Maclean's contacted the offices of presidents and principals at several of Canada's leading research-intensive schools, including the universities of Toronto, British Columbia, Alberta, McGill and Dalhousie. None of these institutions chose to speak with Maclean's about the occurrence of cheating among students or their approaches to dealing with academic misconduct. Iain Murray, a UNIVERSITY of Guelph professor, suggests one possible explanation: "We don't want to wash our dirty linen in public."

Three universities - Calgary, McMaster and Queen's - did decide to comment. Generally, senior academic officers at those institutions agree that cheating is a problem with which schools must contend. "If half of [students] even once do something that contravenes our academic integrity policies, then it's an issue that needs to be dealt with," says Alan Harrison, provost at the University of Calgary. "My view is that it starts with the senior academic officers at the university, which means that it really starts at my door."

But these schools question the prevalence of misconduct among their own students, and argue that they are not solely to blame for the rise in cheating. "It's very concerning [to think] that universities alone are the place where [cheating] is fostered and will be cured," says Karen Hitchcock, principal of Queen's University in Kingston, Ont.

Instead, universities point elsewhere. Governments, for example, may be partly to blame because funding cuts to public institutions have escalated student-to-faculty ratios, creating large class sizes, which make cheating more difficult to catch. "The inability of professors to spend individual time with students is largely a function of funding shortfalls," says Peter George, president of McMaster University in Hamilton, Ont. Professors themselves may be partly at fault for failing to report suspected cheaters. Parents, as well as primary and high schools, may also be responsible for not establishing a strong sense of academic honesty in young people. "Students come to university with a certain set of values that have been instilled in them over the years," says Hitchcock, adding that students often lack an understanding of what counts as cheating. The Internet also facilitates academic misconduct, they say. And mounting pressure and competition for good grades and jobs compel students to cheat. "That's not a university's problem," Hitchcock says. "That's a university's reality."

To combat fraud, McMaster, Calgary and Queen's point to their academic integrity offices, and efforts to teach students about what constitutes cheating and its consequences. McMaster, which this week will review its annual academic integrity report at a meeting of the university senate, says that increased vigilance has resulted in more reported cases - 362 violations last year from 261 a year earlier. But, as University of Toronto ethics professor Joseph Heath notes, "Universities are not doing enough."
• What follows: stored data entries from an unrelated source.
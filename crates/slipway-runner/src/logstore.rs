//! Bounded per-service log history backed by an in-memory SQLite store.
//! The newest 500 entries per service are preserved.

use async_trait::async_trait;
use sqlx::{sqlite::SqlitePoolOptions, Row, SqlitePool};
use std::sync::Arc;

use crate::prelude::*;
use crate::process::OutputSink;

pub const MAX_LOGS_PER_SERVICE: i64 = 500;

#[derive(Debug, Clone, Copy, PartialEq, Eq)]
pub enum StreamType {
	Stdout,
	Stderr,
}

impl StreamType {
	pub fn as_str(&self) -> &'static str {
		match self {
			StreamType::Stdout => "stdout",
			StreamType::Stderr => "stderr",
		}
	}
}

#[derive(Debug, Clone, serde::Serialize)]
pub struct ServiceLog {
	pub id: i64,
	pub service_id: Box<str>,
	pub stream: Box<str>,
	pub message: Box<str>,
	pub timestamp: Timestamp,
}

#[derive(Debug)]
pub struct ServiceLogStore {
	db: SqlitePool,
}

fn inspect(err: &sqlx::Error) {
	warn!("log store: {:#?}", err);
}

impl ServiceLogStore {
	pub async fn new() -> SwResult<Arc<Self>> {
		// One connection keeps the in-memory database alive for the pool's
		// lifetime
		let db = SqlitePoolOptions::new()
			.max_connections(1)
			.connect("sqlite::memory:")
			.await
			.inspect_err(inspect)
			.map_err(|_| Error::DbError)?;

		sqlx::query(
			"CREATE TABLE IF NOT EXISTS service_logs (
				id INTEGER PRIMARY KEY AUTOINCREMENT,
				service_id TEXT NOT NULL,
				stream TEXT CHECK(stream IN ('stdout', 'stderr')) NOT NULL,
				message TEXT NOT NULL,
				timestamp INTEGER NOT NULL
			)",
		)
		.execute(&db)
		.await
		.inspect_err(inspect)
		.map_err(|_| Error::DbError)?;

		Ok(Arc::new(Self { db }))
	}

	pub async fn insert_log(
		&self,
		service_id: &str,
		stream: StreamType,
		message: &str,
	) -> SwResult<()> {
		sqlx::query("INSERT INTO service_logs (service_id, stream, message, timestamp) VALUES (?, ?, ?, ?)")
			.bind(service_id)
			.bind(stream.as_str())
			.bind(message)
			.bind(Timestamp::now().0)
			.execute(&self.db)
			.await
			.inspect_err(inspect)
			.map_err(|_| Error::DbError)?;

		// Trim anything older than the newest N for this service
		sqlx::query(
			"DELETE FROM service_logs WHERE service_id=? AND id NOT IN (
				SELECT id FROM service_logs WHERE service_id=? ORDER BY id DESC LIMIT ?
			)",
		)
		.bind(service_id)
		.bind(service_id)
		.bind(MAX_LOGS_PER_SERVICE)
		.execute(&self.db)
		.await
		.inspect_err(inspect)
		.map_err(|_| Error::DbError)?;

		Ok(())
	}

	/// The most recent `limit` entries, oldest first.
	pub async fn logs_by_service(&self, service_id: &str, limit: i64) -> SwResult<Vec<ServiceLog>> {
		let rows = sqlx::query(
			"SELECT id, service_id, stream, message, timestamp FROM (
				SELECT * FROM service_logs WHERE service_id=? ORDER BY id DESC LIMIT ?
			) ORDER BY id ASC",
		)
		.bind(service_id)
		.bind(limit.clamp(1, MAX_LOGS_PER_SERVICE))
		.fetch_all(&self.db)
		.await
		.inspect_err(inspect)
		.map_err(|_| Error::DbError)?;

		let mut logs = Vec::with_capacity(rows.len());
		for row in rows {
			logs.push(ServiceLog {
				id: row.try_get("id").map_err(|_| Error::DbError)?,
				service_id: row.try_get::<String, _>("service_id").map_err(|_| Error::DbError)?.into(),
				stream: row.try_get::<String, _>("stream").map_err(|_| Error::DbError)?.into(),
				message: row.try_get::<String, _>("message").map_err(|_| Error::DbError)?.into(),
				timestamp: Timestamp(row.try_get("timestamp").map_err(|_| Error::DbError)?),
			});
		}
		Ok(logs)
	}

	/// An output sink feeding this store, one per (service, stream).
	pub fn writer(self: &Arc<Self>, service_id: &str, stream: StreamType) -> Arc<dyn OutputSink> {
		Arc::new(LogWriter { store: self.clone(), service_id: service_id.into(), stream })
	}
}

struct LogWriter {
	store: Arc<ServiceLogStore>,
	service_id: Box<str>,
	stream: StreamType,
}

#[async_trait]
impl OutputSink for LogWriter {
	async fn write(&self, data: &[u8]) {
		let message = String::from_utf8_lossy(data);
		if let Err(err) = self.store.insert_log(&self.service_id, self.stream, &message).await {
			warn!("failed to store log line for {}: {}", self.service_id, err);
		}
	}
}

#[cfg(test)]
mod tests {
	use super::*;

	#[tokio::test]
	async fn insert_and_query_in_order() {
		let store = ServiceLogStore::new().await.unwrap();
		store.insert_log("svc-1", StreamType::Stdout, "first").await.unwrap();
		store.insert_log("svc-1", StreamType::Stderr, "second").await.unwrap();
		store.insert_log("svc-2", StreamType::Stdout, "other").await.unwrap();

		let logs = store.logs_by_service("svc-1", 100).await.unwrap();
		assert_eq!(logs.len(), 2);
		assert_eq!(logs[0].message.as_ref(), "first");
		assert_eq!(logs[0].stream.as_ref(), "stdout");
		assert_eq!(logs[1].message.as_ref(), "second");
		assert_eq!(logs[1].stream.as_ref(), "stderr");
	}

	#[tokio::test]
	async fn history_is_capped_per_service() {
		let store = ServiceLogStore::new().await.unwrap();
		for i in 0..(MAX_LOGS_PER_SERVICE + 20) {
			store
				.insert_log("svc-1", StreamType::Stdout, &format!("line {}", i))
				.await
				.unwrap();
		}

		let logs = store.logs_by_service("svc-1", MAX_LOGS_PER_SERVICE).await.unwrap();
		assert_eq!(logs.len(), MAX_LOGS_PER_SERVICE as usize);
		// The oldest surviving entry is line 20
		assert_eq!(logs[0].message.as_ref(), "line 20");
	}

	#[tokio::test]
	async fn limit_returns_most_recent() {
		let store = ServiceLogStore::new().await.unwrap();
		for i in 0..10 {
			store
				.insert_log("svc-1", StreamType::Stdout, &format!("line {}", i))
				.await
				.unwrap();
		}

		let logs = store.logs_by_service("svc-1", 3).await.unwrap();
		let messages: Vec<&str> = logs.iter().map(|l| l.message.as_ref()).collect();
		assert_eq!(messages, vec!["line 7", "line 8", "line 9"]);
	}
}

// vim: ts=4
Hitchcock agrees. "Universities have a responsibility like any other group in society to address [cheating] frankly, openly and honestly," she says. "Constantly, a university has to look at the way it teaches, the kind of environment it creates, the expectations it places on students." George adds, "This goes to the root of integrity and trust in our whole society," and says that universities are facing the same sort of scrutiny and accountability standards that corporations and government endure. "I would be devastated to think that some day a credential from any of our universities would be subject to some kind of doubt because of an epidemic of cheating that went unchecked."

Just before press time this week, Claire M. Morris, president of the Association of Universities and Colleges of Canada, which represents post-secondary schools across the country, sent a letter to Maclean's questioning the seriousness of the problem. "On behalf of Canadian universities" the association claims that evidence of fraud among students is inconclusive, and that not all types of cheating are equally serious.